[Source records]
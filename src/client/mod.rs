//! Process-level entry point
//!
//! [`FdbClient`] owns the pieces every handle depends on: the native symbol
//! table, the completion multiplexer and the network thread.
//!
//! # Basic Usage
//! ```ignore
//! use std::sync::Arc;
//! use fdb_bridge::{FdbClient, LibFdbC};
//!
//! #[tokio::main]
//! async fn main() -> fdb_bridge::Result<()> {
//!     let client = FdbClient::builder(Arc::new(LibFdbC))
//!         .cluster_file("/etc/foundationdb/fdb.cluster")
//!         .start()?;
//!
//!     let db = client.database()?;
//!     let tr = db.create_transaction()?;
//!     tr.set(b"foo", b"bar")?;
//!     tr.commit().await?;
//!
//!     drop((tr, db));
//!     client.shutdown().await
//! }
//! ```

mod builder;

pub use builder::*;


use std::path::Path;
use std::sync::Arc;

use tracing::info;

use crate::gather_text;
use crate::BridgeConfig;
use crate::BridgeContext;
use crate::Database;
use crate::Error;
use crate::Multiplexer;
use crate::NativeApi;
use crate::NetworkThread;
use crate::Result;
use crate::REGISTRY;

pub struct FdbClient {
    config: BridgeConfig,
    ctx: BridgeContext,
    network: Arc<NetworkThread>,
}

impl FdbClient {
    /// Create a builder over the given native library
    pub fn builder(api: Arc<dyn NativeApi>) -> FdbClientBuilder {
        FdbClientBuilder::new(api)
    }

    pub fn config(&self) -> &BridgeConfig {
        &self.config
    }

    pub fn context(&self) -> &BridgeContext {
        &self.ctx
    }

    pub fn multiplexer(&self) -> &Arc<Multiplexer> {
        &self.ctx.mux
    }

    pub fn network(&self) -> &NetworkThread {
        &self.network
    }

    /// Outstanding native futures.
    pub fn keep_alive_count(&self) -> usize {
        self.ctx.mux.keep_alive_count()
    }

    /// Text exposition of the process metrics registry.
    pub fn metrics_text(&self) -> String {
        gather_text(&REGISTRY)
    }

    /// Opens a database and applies the configured database options.
    pub fn open_database(
        &self,
        cluster_file: Option<&Path>,
    ) -> Result<Database> {
        let db = Database::create(self.ctx.clone(), cluster_file)?;
        for (name, configured) in &self.config.database.options {
            if let Some(value) = configured.to_option_value() {
                db.set_option(name, value)?;
            }
        }
        Ok(db)
    }

    /// Opens the database named by the configured cluster file.
    pub fn database(&self) -> Result<Database> {
        self.open_database(self.config.database.cluster_file.as_deref())
    }

    /// Refuses new operations, waits for outstanding ones to be disposed,
    /// then stops the network thread.
    pub async fn shutdown(&self) -> Result<()> {
        self.ctx.mux.shutdown();
        self.ctx.mux.wait_idle().await;

        let network = self.network.clone();
        tokio::task::spawn_blocking(move || network.stop())
            .await
            .map_err(|e| Error::NetworkThread(e.to_string()))??;
        info!("client shut down");
        Ok(())
    }
}
use std::collections::BTreeMap;

use config::ConfigError;
use serde::Deserialize;
use serde::Serialize;

use super::option::validate_option_names;
use super::ConfiguredOption;
use crate::constants::DEFAULT_NETWORK_THREAD_NAME;
use crate::constants::HEADER_API_VERSION;
use crate::constants::MIN_API_VERSION;
use crate::Error;
use crate::Result;

#[derive(Debug, Serialize, Deserialize, Clone, PartialEq)]
pub struct NetworkConfig {
    /// Runtime API version passed to `select_api_version`
    #[serde(default = "default_api_version")]
    pub api_version: i32,

    /// Name of the OS thread running the native event loop
    #[serde(default = "default_thread_name")]
    pub thread_name: String,

    /// Network options applied before the network is set up
    #[serde(default)]
    pub options: BTreeMap<String, ConfiguredOption>,
}

impl Default for NetworkConfig {
    fn default() -> Self {
        Self {
            api_version: default_api_version(),
            thread_name: default_thread_name(),
            options: BTreeMap::new(),
        }
    }
}

impl NetworkConfig {
    pub fn validate(&self) -> Result<()> {
        if !(MIN_API_VERSION..=HEADER_API_VERSION).contains(&self.api_version) {
            return Err(Error::Config(ConfigError::Message(format!(
                "api_version {} outside supported range {}..={}",
                self.api_version, MIN_API_VERSION, HEADER_API_VERSION
            ))));
        }

        if self.thread_name.trim().is_empty() {
            return Err(Error::Config(ConfigError::Message(
                "network thread_name must not be empty".to_string(),
            )));
        }

        validate_option_names("network", &self.options)
    }
}

fn default_api_version() -> i32 {
    HEADER_API_VERSION
}
fn default_thread_name() -> String {
    DEFAULT_NETWORK_THREAD_NAME.to_string()
}
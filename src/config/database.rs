use std::collections::BTreeMap;
use std::path::PathBuf;

use config::ConfigError;
use serde::Deserialize;
use serde::Serialize;

use super::option::validate_option_names;
use super::ConfiguredOption;
use crate::Error;
use crate::Result;

#[derive(Debug, Serialize, Deserialize, Clone, Default, PartialEq)]
pub struct DatabaseConfig {
    /// Cluster file handed to the native library; its default lookup when unset
    #[serde(default)]
    pub cluster_file: Option<PathBuf>,

    /// Database options applied whenever a database is opened
    #[serde(default)]
    pub options: BTreeMap<String, ConfiguredOption>,
}

impl DatabaseConfig {
    pub fn validate(&self) -> Result<()> {
        if let Some(path) = &self.cluster_file {
            if path.as_os_str().is_empty() {
                return Err(Error::Config(ConfigError::Message(
                    "cluster_file must not be empty when set".to_string(),
                )));
            }
            if path.as_os_str().as_encoded_bytes().contains(&0) {
                return Err(Error::Config(ConfigError::Message(
                    "cluster_file must not contain a NUL byte".to_string(),
                )));
            }
        }
        validate_option_names("database", &self.options)
    }
}
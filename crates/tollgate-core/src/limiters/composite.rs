//! Ordered, short-circuiting combination of limiters.

use std::ops::Deref;
use std::sync::Arc;

use futures::future::join_all;

use crate::domain::Decision;
use crate::error::RateLimitError;
use crate::ports::RateLimiter;

/// Decisions produced by one [`CompositeLimiter::decide`] call, in limiter order.
#[derive(Debug, Clone, PartialEq)]
pub struct CompositeDecision(Vec<Decision>);

impl CompositeDecision {
    /// True when every configured limiter was evaluated and admitted the request.
    pub fn allowed(&self) -> bool {
        self.0.iter().all(|d| d.success)
    }

    /// The decision that stopped evaluation, if any. Always the last entry.
    pub fn blocked_by(&self) -> Option<&Decision> {
        self.0.last().filter(|d| !d.success)
    }

    pub fn decisions(&self) -> &[Decision] {
        &self.0
    }

    pub fn into_inner(self) -> Vec<Decision> {
        self.0
    }
}

impl Deref for CompositeDecision {
    type Target = [Decision];

    fn deref(&self) -> &Self::Target {
        &self.0
    }
}

/// Runs several limiters against one identifier as a single decision.
///
/// There is no atomicity across the constituent limiters: each one is an
/// independent store operation.
#[derive(Clone, Default)]
pub struct CompositeLimiter {
    limiters: Vec<Arc<dyn RateLimiter>>,
}

impl CompositeLimiter {
    pub fn new(limiters: Vec<Arc<dyn RateLimiter>>) -> Self {
        Self { limiters }
    }

    pub fn with(mut self, limiter: Arc<dyn RateLimiter>) -> Self {
        self.limiters.push(limiter);
        self
    }

    pub fn len(&self) -> usize {
        self.limiters.len()
    }

    pub fn is_empty(&self) -> bool {
        self.limiters.is_empty()
    }

    /// Evaluate limiters in order, stopping at the first rejection.
    ///
    /// Limiters after a rejection are never invoked. A store error from any
    /// limiter is returned immediately and no partial list is produced.
    pub async fn decide(&self, identifier: &str) -> Result<CompositeDecision, RateLimitError> {
        let mut decisions = Vec::with_capacity(self.limiters.len());

        for limiter in &self.limiters {
            let decision = limiter.decide(identifier).await?;
            let success = decision.success;
            decisions.push(decision);

            if !success {
                tracing::debug!(
                    identifier,
                    limiter = limiter.name(),
                    "Composite decision short-circuited"
                );
                break;
            }
        }

        Ok(CompositeDecision(decisions))
    }

    /// Reset every limiter concurrently.
    ///
    /// All resets are attempted; successful ones are kept even when others fail.
    /// The first failure (in limiter order) is returned wrapped in
    /// [`RateLimitError::CompositeReset`].
    pub async fn reset(&self, identifier: &str) -> Result<(), RateLimitError> {
        let results = join_all(self.limiters.iter().map(|l| l.reset(identifier))).await;

        match first_failure(results) {
            None => Ok(()),
            Some((failed, attempted, first)) => {
                tracing::warn!(
                    identifier,
                    failed,
                    attempted,
                    error = %first,
                    "Composite reset failed"
                );
                Err(RateLimitError::CompositeReset {
                    failed,
                    attempted,
                    source: Box::new(first),
                })
            }
        }
    }

    /// Release every limiter concurrently.
    ///
    /// Gives back slots taken by a `decide` that a later limiter rejected, or
    /// ends an admitted request. Limiters holding nothing ignore the call.
    pub async fn release(&self, identifier: &str) -> Result<(), RateLimitError> {
        let results = join_all(self.limiters.iter().map(|l| l.release(identifier))).await;

        match first_failure(results) {
            None => Ok(()),
            Some((failed, attempted, first)) => {
                tracing::warn!(
                    identifier,
                    failed,
                    attempted,
                    error = %first,
                    "Composite release failed"
                );
                Err(RateLimitError::CompositeRelease {
                    failed,
                    attempted,
                    source: Box::new(first),
                })
            }
        }
    }
}

/// Failure count, attempt count and first failure of a fan-out.
fn first_failure(
    results: Vec<Result<(), RateLimitError>>,
) -> Option<(usize, usize, RateLimitError)> {
    let attempted = results.len();
    let mut failures = results.into_iter().filter_map(Result::err);
    let first = failures.next()?;
    Some((1 + failures.count(), attempted, first))
}

#[cfg(test)]
mod tests {
    use std::sync::atomic::{AtomicUsize, Ordering};
    use std::time::Duration;

    use async_trait::async_trait;

    use super::*;
    use crate::error::StoreError;

    struct Scripted {
        name: &'static str,
        allow: bool,
        fail_reset: bool,
        decides: AtomicUsize,
        resets: AtomicUsize,
    }

    impl Scripted {
        fn new(name: &'static str, allow: bool) -> Arc<Self> {
            Arc::new(Self {
                name,
                allow,
                fail_reset: false,
                decides: AtomicUsize::new(0),
                resets: AtomicUsize::new(0),
            })
        }

        fn failing_reset(name: &'static str) -> Arc<Self> {
            Arc::new(Self {
                name,
                allow: true,
                fail_reset: true,
                decides: AtomicUsize::new(0),
                resets: AtomicUsize::new(0),
            })
        }
    }

    #[async_trait]
    impl RateLimiter for Scripted {
        fn name(&self) -> &str {
            self.name
        }

        async fn decide(&self, _identifier: &str) -> Result<Decision, RateLimitError> {
            self.decides.fetch_add(1, Ordering::SeqCst);
            Ok(Decision::new(self.name, self.allow, i64::from(self.allow), 0, 1))
        }

        async fn reset(&self, _identifier: &str) -> Result<(), RateLimitError> {
            self.resets.fetch_add(1, Ordering::SeqCst);
            if self.fail_reset {
                Err(StoreError::Timeout(Duration::from_millis(10)).into())
            } else {
                Ok(())
            }
        }
    }

    fn erased(limiter: &Arc<Scripted>) -> Arc<dyn RateLimiter> {
        limiter.clone()
    }

    struct Broken;

    #[async_trait]
    impl RateLimiter for Broken {
        fn name(&self) -> &str {
            "broken"
        }

        async fn decide(&self, _identifier: &str) -> Result<Decision, RateLimitError> {
            Err(StoreError::Connection("refused".into()).into())
        }

        async fn reset(&self, _identifier: &str) -> Result<(), RateLimitError> {
            Ok(())
        }

        async fn release(&self, _identifier: &str) -> Result<(), RateLimitError> {
            Err(StoreError::Connection("refused".into()).into())
        }
    }

    #[tokio::test]
    async fn test_decide_stops_at_first_rejection() {
        let a = Scripted::new("a", true);
        let b = Scripted::new("b", false);
        let c = Scripted::new("c", true);
        let composite = CompositeLimiter::new(vec![erased(&a), erased(&b), erased(&c)]);

        let result = composite.decide("user").await.unwrap();

        let names: Vec<_> = result.iter().map(|d| d.limiter.as_str()).collect();
        assert_eq!(names, ["a", "b"]);
        assert!(!result.allowed());
        assert_eq!(result.blocked_by().map(|d| d.limiter.as_str()), Some("b"));
        assert_eq!(c.decides.load(Ordering::SeqCst), 0);
    }

    #[tokio::test]
    async fn test_decide_all_allowed() {
        let composite = CompositeLimiter::default()
            .with(Scripted::new("a", true))
            .with(Scripted::new("b", true));

        let result = composite.decide("user").await.unwrap();
        assert_eq!(result.len(), 2);
        assert!(result.allowed());
        assert!(result.blocked_by().is_none());
    }

    #[tokio::test]
    async fn test_decide_propagates_store_error_without_partial_list() {
        let after = Scripted::new("after", true);
        let composite = CompositeLimiter::new(vec![
            erased(&Scripted::new("a", true)),
            Arc::new(Broken) as Arc<dyn RateLimiter>,
            erased(&after),
        ]);

        let err = composite.decide("user").await.unwrap_err();
        assert!(err.is_store_failure());
        assert_eq!(after.decides.load(Ordering::SeqCst), 0);
    }

    #[tokio::test]
    async fn test_reset_attempts_every_limiter_and_reports_failure() {
        let a = Scripted::failing_reset("a");
        let b = Scripted::new("b", false);
        let c = Scripted::failing_reset("c");
        let composite = CompositeLimiter::new(vec![erased(&a), erased(&b), erased(&c)]);

        let err = composite.reset("user").await.unwrap_err();

        for limiter in [&a, &b, &c] {
            assert_eq!(limiter.resets.load(Ordering::SeqCst), 1);
        }
        match err {
            RateLimitError::CompositeReset {
                failed, attempted, ..
            } => {
                assert_eq!(failed, 2);
                assert_eq!(attempted, 3);
            }
            other => panic!("unexpected error {other:?}"),
        }
    }

    #[tokio::test]
    async fn test_release_fans_out_and_reports_failure() {
        let composite = CompositeLimiter::new(vec![
            Arc::new(Broken) as Arc<dyn RateLimiter>,
            erased(&Scripted::new("a", false)),
        ]);

        let err = composite.release("user").await.unwrap_err();
        assert!(err.is_store_failure());
        match err {
            RateLimitError::CompositeRelease {
                failed, attempted, ..
            } => {
                assert_eq!(failed, 1);
                assert_eq!(attempted, 2);
            }
            other => panic!("unexpected error {other:?}"),
        }

        let idle = CompositeLimiter::new(vec![erased(&Scripted::new("b", true))]);
        assert!(idle.release("user").await.is_ok());
    }

    #[tokio::test]
    async fn test_reset_succeeds_when_all_succeed() {
        let composite = CompositeLimiter::new(vec![erased(&Scripted::new("a", false))]);
        assert!(composite.reset("user").await.is_ok());
    }
}
//! Limiter configuration.
//!
//! Durations are normalized milliseconds. Parsing human-readable durations is
//! left to the caller.

use serde::{Deserialize, Serialize};

use crate::domain::keys::{DEFAULT_PREFIX, LimiterKind};
use crate::error::RateLimitError;

fn default_prefix() -> String {
    DEFAULT_PREFIX.to_string()
}

fn default_take_rate() -> u64 {
    1
}

fn require(condition: bool, message: &str) -> Result<(), RateLimitError> {
    if condition {
        Ok(())
    } else {
        Err(RateLimitError::InvalidConfig(message.to_string()))
    }
}

/// Durations take part in signed millisecond timestamp arithmetic.
fn require_duration(ms: u64, field: &str) -> Result<(), RateLimitError> {
    require(
        ms > 0 && ms <= i64::MAX as u64,
        &format!("{field} must be greater than zero and fit in i64 milliseconds"),
    )
}

/// Fixed-window counter configuration.
#[derive(Debug, Clone, PartialEq, Serialize, Deserialize)]
pub struct FixedWindowConfig {
    /// Name reported in decisions. Defaults to the limiter kind.
    #[serde(default)]
    pub name: Option<String>,
    #[serde(default = "default_prefix")]
    pub prefix: String,
    pub max_requests: u64,
    pub window_ms: u64,
}

impl Default for FixedWindowConfig {
    fn default() -> Self {
        Self {
            name: None,
            prefix: default_prefix(),
            max_requests: 100,
            window_ms: 60_000,
        }
    }
}

impl FixedWindowConfig {
    pub fn validate(&self) -> Result<(), RateLimitError> {
        require_duration(self.window_ms, "window_ms")
    }

    pub fn display_name(&self) -> String {
        self.name
            .clone()
            .unwrap_or_else(|| LimiterKind::FixedWindow.to_string())
    }
}

/// How a token bucket regains tokens.
#[derive(Debug, Clone, Copy, PartialEq, Eq, Default, Serialize, Deserialize)]
#[serde(rename_all = "lowercase")]
pub enum WindowType {
    /// A fresh, full bucket in every aligned interval.
    #[default]
    Fixed,
    /// One continuously maintained bucket refilled by elapsed time.
    Sliding,
}

/// Token bucket configuration.
#[derive(Debug, Clone, PartialEq, Serialize, Deserialize)]
pub struct TokenBucketConfig {
    #[serde(default)]
    pub name: Option<String>,
    #[serde(default = "default_prefix")]
    pub prefix: String,
    pub capacity: u64,
    pub interval_ms: u64,
    /// Tokens consumed by each decision.
    #[serde(default = "default_take_rate")]
    pub take_rate: u64,
    /// Tokens added per `interval_ms` of elapsed time (sliding mode).
    /// Defaults to `capacity`, a full refill once per interval.
    #[serde(default)]
    pub refill_rate: Option<f64>,
    #[serde(default)]
    pub window: WindowType,
}

impl Default for TokenBucketConfig {
    fn default() -> Self {
        Self {
            name: None,
            prefix: default_prefix(),
            capacity: 100,
            interval_ms: 60_000,
            take_rate: default_take_rate(),
            refill_rate: None,
            window: WindowType::default(),
        }
    }
}

impl TokenBucketConfig {
    pub fn validate(&self) -> Result<(), RateLimitError> {
        require_duration(self.interval_ms, "interval_ms")?;
        if let Some(rate) = self.refill_rate {
            require(
                rate.is_finite() && rate >= 0.0,
                "refill_rate must be a finite, non-negative number",
            )?;
        }
        Ok(())
    }

    pub fn effective_refill_rate(&self) -> f64 {
        self.refill_rate.unwrap_or(self.capacity as f64)
    }

    pub fn display_name(&self) -> String {
        self.name
            .clone()
            .unwrap_or_else(|| LimiterKind::TokenBucket.to_string())
    }
}

/// Concurrency slot limiter configuration.
#[derive(Debug, Clone, PartialEq, Serialize, Deserialize)]
pub struct ConcurrencyConfig {
    #[serde(default)]
    pub name: Option<String>,
    #[serde(default = "default_prefix")]
    pub prefix: String,
    pub max_concurrent_requests: u64,
    /// Slot lifetime; a holder that never releases frees its slot after this long.
    pub timeout_ms: u64,
}

impl Default for ConcurrencyConfig {
    fn default() -> Self {
        Self {
            name: None,
            prefix: default_prefix(),
            max_concurrent_requests: 10,
            timeout_ms: 30_000,
        }
    }
}

impl ConcurrencyConfig {
    pub fn validate(&self) -> Result<(), RateLimitError> {
        require_duration(self.timeout_ms, "timeout_ms")
    }

    pub fn display_name(&self) -> String {
        self.name
            .clone()
            .unwrap_or_else(|| LimiterKind::Concurrency.to_string())
    }
}

/// Serializable description of one limiter in a composite.
#[derive(Debug, Clone, PartialEq, Serialize, Deserialize)]
#[serde(tag = "kind", rename_all = "snake_case")]
pub enum LimiterSpec {
    FixedWindow(FixedWindowConfig),
    TokenBucket(TokenBucketConfig),
    Concurrency(ConcurrencyConfig),
}
use std::collections::BTreeMap;
use std::time::Duration;

use serde::{Deserialize, Serialize};

/// Outcome of a single limiter decision.
///
/// `remaining` is kept raw: a fixed-window counter past its limit reports a
/// negative value. Use [`Decision::remaining_clamped`] for display.
#[derive(Debug, Clone, PartialEq, Serialize, Deserialize)]
#[serde(rename_all = "camelCase")]
pub struct Decision {
    pub success: bool,
    pub remaining: i64,
    /// Epoch milliseconds at which the quota resets or a retry may succeed.
    pub reset_at: i64,
    pub limit: u64,
    #[serde(rename = "limiterName")]
    pub limiter: String,
    #[serde(default, skip_serializing_if = "BTreeMap::is_empty")]
    pub metadata: BTreeMap<String, serde_json::Value>,
}

impl Decision {
    pub fn new(
        limiter: impl Into<String>,
        success: bool,
        remaining: i64,
        reset_at: i64,
        limit: u64,
    ) -> Self {
        Self {
            success,
            remaining,
            reset_at,
            limit,
            limiter: limiter.into(),
            metadata: BTreeMap::new(),
        }
    }

    pub fn with_metadata(
        mut self,
        key: impl Into<String>,
        value: impl Into<serde_json::Value>,
    ) -> Self {
        self.metadata.insert(key.into(), value.into());
        self
    }

    pub fn remaining_clamped(&self) -> u64 {
        self.remaining.max(0) as u64
    }

    /// Time a rejected caller should wait, measured from `now_ms`.
    pub fn retry_after(&self, now_ms: i64) -> Duration {
        Duration::from_millis(self.reset_at.saturating_sub(now_ms).max(0) as u64)
    }
}

#[cfg(test)]
mod tests {
    use super::*;

    #[test]
    fn serializes_with_camel_case_and_skips_empty_metadata() {
        let decision = Decision::new("fixed-window", true, 4, 60_000, 5);
        let json = serde_json::to_value(&decision).unwrap();

        assert_eq!(json["resetAt"], 60_000);
        assert_eq!(json["limiterName"], "fixed-window");
        assert!(json.get("metadata").is_none());
    }

    #[test]
    fn clamps_negative_remaining_and_retry_after() {
        let decision = Decision::new("fixed-window", false, -3, 1_000, 5)
            .with_metadata("count", 8);

        assert_eq!(decision.remaining_clamped(), 0);
        assert_eq!(decision.retry_after(400), Duration::from_millis(600));
        assert_eq!(decision.retry_after(2_000), Duration::ZERO);
        assert_eq!(decision.metadata["count"], 8);
    }
}
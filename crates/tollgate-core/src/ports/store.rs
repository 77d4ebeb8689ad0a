use std::collections::HashMap;
use std::time::Duration;

use async_trait::async_trait;

use crate::domain::{AtomicScript, ScriptReply};
use crate::error::StoreError;

/// Options for [`AtomicStore::set`].
#[derive(Debug, Clone, Copy, Default, PartialEq, Eq)]
pub struct SetOptions {
    pub ttl: Option<Duration>,
    /// Only write when the key does not exist yet.
    pub only_if_absent: bool,
}

impl SetOptions {
    pub fn with_ttl(ttl: Duration) -> Self {
        Self {
            ttl: Some(ttl),
            only_if_absent: false,
        }
    }
}

/// Atomic store trait - abstraction over the shared key-value store (Redis, in-memory).
///
/// Every method is a single atomic operation with respect to other callers
/// touching the same key.
#[async_trait]
pub trait AtomicStore: Send + Sync {
    async fn get(&self, key: &str) -> Result<Option<String>, StoreError>;

    /// Returns false when `only_if_absent` prevented the write.
    async fn set(&self, key: &str, value: &str, options: SetOptions) -> Result<bool, StoreError>;

    /// Returns true when a key was removed.
    async fn delete(&self, key: &str) -> Result<bool, StoreError>;

    /// Increment a counter, setting `ttl` only when the increment created the key.
    async fn incr_with_expiry(&self, key: &str, ttl: Duration) -> Result<i64, StoreError>;

    /// All fields of a hash record; empty when the key does not exist.
    async fn hash_get_all(&self, key: &str) -> Result<HashMap<String, String>, StoreError>;

    /// Write `fields` and refresh the expiry in one step.
    async fn hash_set_with_expiry(
        &self,
        key: &str,
        fields: &[(&str, String)],
        ttl: Duration,
    ) -> Result<(), StoreError>;

    /// Execute a limiter script as one indivisible read-modify-write.
    async fn eval(&self, key: &str, script: &AtomicScript) -> Result<ScriptReply, StoreError>;
}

_About this exercise:_ Look through the entries for the string "constants". Every line that has it belongs in the answer.

_Exercise result:_
use crate::constants::DEFAULT_NETWORK_THREAD_NAME;
use crate::constants::HEADER_API_VERSION;
use crate::constants::MIN_API_VERSION;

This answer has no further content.